• _TASK STATEMENT_
The response must reproduce exactly every line of the material below holding the word "MainLight".

• _INPUT FOR THIS TASK_
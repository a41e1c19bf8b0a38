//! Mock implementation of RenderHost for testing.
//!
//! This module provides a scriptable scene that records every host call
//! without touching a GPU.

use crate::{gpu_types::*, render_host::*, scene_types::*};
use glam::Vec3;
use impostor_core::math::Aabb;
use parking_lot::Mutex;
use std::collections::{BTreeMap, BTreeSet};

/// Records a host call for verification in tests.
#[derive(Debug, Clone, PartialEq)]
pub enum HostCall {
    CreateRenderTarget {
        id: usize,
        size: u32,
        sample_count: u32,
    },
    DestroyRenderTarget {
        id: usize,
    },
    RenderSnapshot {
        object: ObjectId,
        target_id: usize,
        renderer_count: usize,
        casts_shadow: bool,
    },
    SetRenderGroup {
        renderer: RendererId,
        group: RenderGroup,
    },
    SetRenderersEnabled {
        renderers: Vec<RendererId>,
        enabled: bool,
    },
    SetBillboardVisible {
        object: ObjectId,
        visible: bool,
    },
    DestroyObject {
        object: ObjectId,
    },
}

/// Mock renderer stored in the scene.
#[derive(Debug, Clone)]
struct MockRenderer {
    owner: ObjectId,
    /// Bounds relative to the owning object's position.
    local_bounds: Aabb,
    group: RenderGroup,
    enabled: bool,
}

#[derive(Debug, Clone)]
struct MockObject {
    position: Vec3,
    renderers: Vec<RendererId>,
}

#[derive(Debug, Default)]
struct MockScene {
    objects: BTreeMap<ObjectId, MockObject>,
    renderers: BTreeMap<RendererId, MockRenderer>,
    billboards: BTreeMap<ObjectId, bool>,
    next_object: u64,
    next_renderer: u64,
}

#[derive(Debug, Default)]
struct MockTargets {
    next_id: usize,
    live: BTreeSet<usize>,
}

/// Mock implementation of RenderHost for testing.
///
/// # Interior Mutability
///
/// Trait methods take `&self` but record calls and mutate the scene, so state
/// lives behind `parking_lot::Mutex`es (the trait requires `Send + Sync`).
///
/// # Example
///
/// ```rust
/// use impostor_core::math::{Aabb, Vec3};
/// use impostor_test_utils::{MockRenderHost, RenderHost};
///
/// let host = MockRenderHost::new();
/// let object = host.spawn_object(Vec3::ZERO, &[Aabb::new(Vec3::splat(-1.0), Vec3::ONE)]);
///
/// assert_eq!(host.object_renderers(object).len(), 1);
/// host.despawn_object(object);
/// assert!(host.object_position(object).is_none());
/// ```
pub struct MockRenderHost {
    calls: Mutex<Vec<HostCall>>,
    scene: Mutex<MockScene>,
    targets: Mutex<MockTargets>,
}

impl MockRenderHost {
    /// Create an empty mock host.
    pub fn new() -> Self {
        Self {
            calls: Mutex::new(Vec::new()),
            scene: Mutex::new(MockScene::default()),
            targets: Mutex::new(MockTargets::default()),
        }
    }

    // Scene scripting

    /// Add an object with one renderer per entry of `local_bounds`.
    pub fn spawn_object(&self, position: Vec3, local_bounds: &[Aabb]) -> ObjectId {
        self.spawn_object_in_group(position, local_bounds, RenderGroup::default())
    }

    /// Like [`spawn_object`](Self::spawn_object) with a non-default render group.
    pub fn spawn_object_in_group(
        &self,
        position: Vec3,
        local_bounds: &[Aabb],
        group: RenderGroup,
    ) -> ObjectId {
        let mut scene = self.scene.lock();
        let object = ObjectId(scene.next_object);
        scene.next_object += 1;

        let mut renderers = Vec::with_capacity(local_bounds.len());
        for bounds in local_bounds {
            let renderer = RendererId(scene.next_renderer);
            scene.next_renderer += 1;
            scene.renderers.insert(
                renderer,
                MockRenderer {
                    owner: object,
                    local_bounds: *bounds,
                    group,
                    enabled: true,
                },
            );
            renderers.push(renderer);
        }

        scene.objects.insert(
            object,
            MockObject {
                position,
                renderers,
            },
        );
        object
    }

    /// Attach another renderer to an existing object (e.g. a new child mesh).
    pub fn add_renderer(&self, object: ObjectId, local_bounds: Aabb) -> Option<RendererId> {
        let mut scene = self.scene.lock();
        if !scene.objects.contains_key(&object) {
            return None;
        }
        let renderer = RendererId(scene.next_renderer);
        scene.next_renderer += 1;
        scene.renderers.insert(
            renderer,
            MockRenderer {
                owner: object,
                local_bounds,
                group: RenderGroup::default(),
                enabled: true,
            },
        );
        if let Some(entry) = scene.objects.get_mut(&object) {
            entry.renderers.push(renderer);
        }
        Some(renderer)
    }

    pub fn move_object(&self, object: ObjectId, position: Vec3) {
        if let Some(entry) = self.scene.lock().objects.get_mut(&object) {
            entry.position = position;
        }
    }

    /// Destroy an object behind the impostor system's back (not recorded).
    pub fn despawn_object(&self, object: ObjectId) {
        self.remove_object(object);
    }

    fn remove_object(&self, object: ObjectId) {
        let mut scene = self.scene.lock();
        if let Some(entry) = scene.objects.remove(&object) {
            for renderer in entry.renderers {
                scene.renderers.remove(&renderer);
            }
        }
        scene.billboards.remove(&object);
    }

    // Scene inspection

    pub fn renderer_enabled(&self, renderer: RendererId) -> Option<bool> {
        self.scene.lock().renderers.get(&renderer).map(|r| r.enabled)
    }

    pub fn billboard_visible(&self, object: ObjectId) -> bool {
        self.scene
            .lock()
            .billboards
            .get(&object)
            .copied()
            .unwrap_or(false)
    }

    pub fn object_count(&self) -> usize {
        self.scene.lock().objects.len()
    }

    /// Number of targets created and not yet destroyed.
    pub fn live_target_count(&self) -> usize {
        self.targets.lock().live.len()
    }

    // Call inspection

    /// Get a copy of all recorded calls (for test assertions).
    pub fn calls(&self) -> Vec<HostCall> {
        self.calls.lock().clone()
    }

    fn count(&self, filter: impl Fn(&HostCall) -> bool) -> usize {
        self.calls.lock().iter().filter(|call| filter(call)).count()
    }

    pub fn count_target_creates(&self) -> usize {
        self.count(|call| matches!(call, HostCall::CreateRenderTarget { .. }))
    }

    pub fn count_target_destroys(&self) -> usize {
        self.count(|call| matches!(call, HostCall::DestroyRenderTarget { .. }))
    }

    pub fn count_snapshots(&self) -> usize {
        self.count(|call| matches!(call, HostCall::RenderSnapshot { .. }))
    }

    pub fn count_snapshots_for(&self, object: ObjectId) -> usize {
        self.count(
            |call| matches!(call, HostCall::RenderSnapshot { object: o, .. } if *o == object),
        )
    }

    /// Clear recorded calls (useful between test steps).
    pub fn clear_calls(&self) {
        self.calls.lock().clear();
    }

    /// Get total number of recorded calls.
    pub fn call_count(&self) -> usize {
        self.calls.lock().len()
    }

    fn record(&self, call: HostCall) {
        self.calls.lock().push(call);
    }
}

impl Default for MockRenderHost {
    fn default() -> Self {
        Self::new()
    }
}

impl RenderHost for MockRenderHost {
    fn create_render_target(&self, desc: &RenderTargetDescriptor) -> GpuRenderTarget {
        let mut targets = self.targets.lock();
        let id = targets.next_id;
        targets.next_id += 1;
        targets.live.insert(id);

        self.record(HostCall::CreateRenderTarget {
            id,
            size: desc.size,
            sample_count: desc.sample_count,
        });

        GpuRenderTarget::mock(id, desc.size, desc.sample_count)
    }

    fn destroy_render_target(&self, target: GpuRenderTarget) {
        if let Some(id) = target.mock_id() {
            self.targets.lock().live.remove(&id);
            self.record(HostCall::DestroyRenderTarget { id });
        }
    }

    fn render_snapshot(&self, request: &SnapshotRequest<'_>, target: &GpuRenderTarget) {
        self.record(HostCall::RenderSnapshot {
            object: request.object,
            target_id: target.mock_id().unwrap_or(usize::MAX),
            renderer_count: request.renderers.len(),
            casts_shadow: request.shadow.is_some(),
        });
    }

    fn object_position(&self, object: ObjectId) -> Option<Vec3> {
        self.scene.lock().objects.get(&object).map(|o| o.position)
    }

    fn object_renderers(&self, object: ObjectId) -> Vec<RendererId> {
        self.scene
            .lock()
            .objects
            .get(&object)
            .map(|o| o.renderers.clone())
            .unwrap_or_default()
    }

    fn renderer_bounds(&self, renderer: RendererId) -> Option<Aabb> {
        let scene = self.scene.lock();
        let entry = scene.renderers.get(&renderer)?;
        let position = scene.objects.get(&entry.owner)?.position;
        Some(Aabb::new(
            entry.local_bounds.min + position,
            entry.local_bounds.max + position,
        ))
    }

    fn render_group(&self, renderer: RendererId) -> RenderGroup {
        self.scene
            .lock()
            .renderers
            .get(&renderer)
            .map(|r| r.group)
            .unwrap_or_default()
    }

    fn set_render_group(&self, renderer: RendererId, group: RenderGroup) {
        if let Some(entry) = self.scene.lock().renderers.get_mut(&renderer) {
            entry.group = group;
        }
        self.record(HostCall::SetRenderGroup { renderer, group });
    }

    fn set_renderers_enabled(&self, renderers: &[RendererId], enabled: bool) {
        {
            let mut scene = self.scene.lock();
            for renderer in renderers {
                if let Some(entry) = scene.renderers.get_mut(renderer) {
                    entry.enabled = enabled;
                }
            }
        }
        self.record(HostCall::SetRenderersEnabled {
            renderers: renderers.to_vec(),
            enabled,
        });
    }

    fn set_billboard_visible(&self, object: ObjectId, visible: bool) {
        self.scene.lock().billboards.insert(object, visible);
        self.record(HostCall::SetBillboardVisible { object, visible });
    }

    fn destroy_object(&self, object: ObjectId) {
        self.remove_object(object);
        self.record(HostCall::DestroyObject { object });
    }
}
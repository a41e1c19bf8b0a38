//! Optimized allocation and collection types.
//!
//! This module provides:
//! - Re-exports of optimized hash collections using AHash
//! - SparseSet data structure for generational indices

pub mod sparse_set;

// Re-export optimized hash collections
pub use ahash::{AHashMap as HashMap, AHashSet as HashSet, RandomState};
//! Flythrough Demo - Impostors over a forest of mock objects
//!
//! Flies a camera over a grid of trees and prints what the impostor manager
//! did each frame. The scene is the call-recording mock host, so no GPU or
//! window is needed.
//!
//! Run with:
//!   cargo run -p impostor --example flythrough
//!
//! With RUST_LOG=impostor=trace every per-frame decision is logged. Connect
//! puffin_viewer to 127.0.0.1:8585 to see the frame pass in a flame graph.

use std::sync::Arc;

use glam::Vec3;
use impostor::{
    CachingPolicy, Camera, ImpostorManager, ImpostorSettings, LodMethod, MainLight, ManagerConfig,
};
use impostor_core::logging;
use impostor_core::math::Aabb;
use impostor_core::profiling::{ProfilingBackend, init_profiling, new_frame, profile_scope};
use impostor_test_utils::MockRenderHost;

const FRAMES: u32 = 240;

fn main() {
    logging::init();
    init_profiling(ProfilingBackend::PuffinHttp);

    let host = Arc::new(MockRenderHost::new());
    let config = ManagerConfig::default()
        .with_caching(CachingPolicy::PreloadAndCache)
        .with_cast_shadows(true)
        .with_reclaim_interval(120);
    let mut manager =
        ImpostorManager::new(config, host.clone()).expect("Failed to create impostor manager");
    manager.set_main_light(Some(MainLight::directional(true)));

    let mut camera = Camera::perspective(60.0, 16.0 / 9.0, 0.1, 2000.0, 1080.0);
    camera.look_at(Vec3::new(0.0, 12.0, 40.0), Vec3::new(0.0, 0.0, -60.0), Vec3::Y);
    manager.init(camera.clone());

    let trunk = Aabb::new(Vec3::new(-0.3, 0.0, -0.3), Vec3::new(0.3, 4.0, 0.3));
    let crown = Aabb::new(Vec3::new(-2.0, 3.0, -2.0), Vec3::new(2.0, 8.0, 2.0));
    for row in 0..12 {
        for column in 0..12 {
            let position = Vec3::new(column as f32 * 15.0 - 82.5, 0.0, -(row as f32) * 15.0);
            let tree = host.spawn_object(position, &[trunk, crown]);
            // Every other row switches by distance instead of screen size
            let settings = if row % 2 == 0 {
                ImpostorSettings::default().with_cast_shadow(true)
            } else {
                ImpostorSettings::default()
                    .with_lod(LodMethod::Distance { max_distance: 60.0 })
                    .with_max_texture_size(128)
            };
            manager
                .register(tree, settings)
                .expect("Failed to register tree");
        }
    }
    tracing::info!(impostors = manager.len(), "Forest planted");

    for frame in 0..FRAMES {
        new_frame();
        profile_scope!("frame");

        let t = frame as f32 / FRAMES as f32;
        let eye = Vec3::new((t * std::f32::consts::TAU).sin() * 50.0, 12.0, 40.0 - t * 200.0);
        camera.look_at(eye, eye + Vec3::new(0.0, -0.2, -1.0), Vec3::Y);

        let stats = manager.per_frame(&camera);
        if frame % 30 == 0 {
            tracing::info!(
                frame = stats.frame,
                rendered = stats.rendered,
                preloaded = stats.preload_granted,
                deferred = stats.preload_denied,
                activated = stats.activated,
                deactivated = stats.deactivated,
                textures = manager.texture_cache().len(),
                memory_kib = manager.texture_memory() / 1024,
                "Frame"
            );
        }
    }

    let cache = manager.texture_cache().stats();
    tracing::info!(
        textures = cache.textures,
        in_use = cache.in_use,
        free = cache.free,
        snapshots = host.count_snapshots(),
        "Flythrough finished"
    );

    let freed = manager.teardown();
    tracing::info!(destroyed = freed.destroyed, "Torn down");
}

• _ANSWER TO THE PROBLEM_
    CachingPolicy, Camera, ImpostorManager, ImpostorSettings, LodMethod, MainLight, ManagerConfig,
    manager.set_main_light(Some(MainLight::directional(true)));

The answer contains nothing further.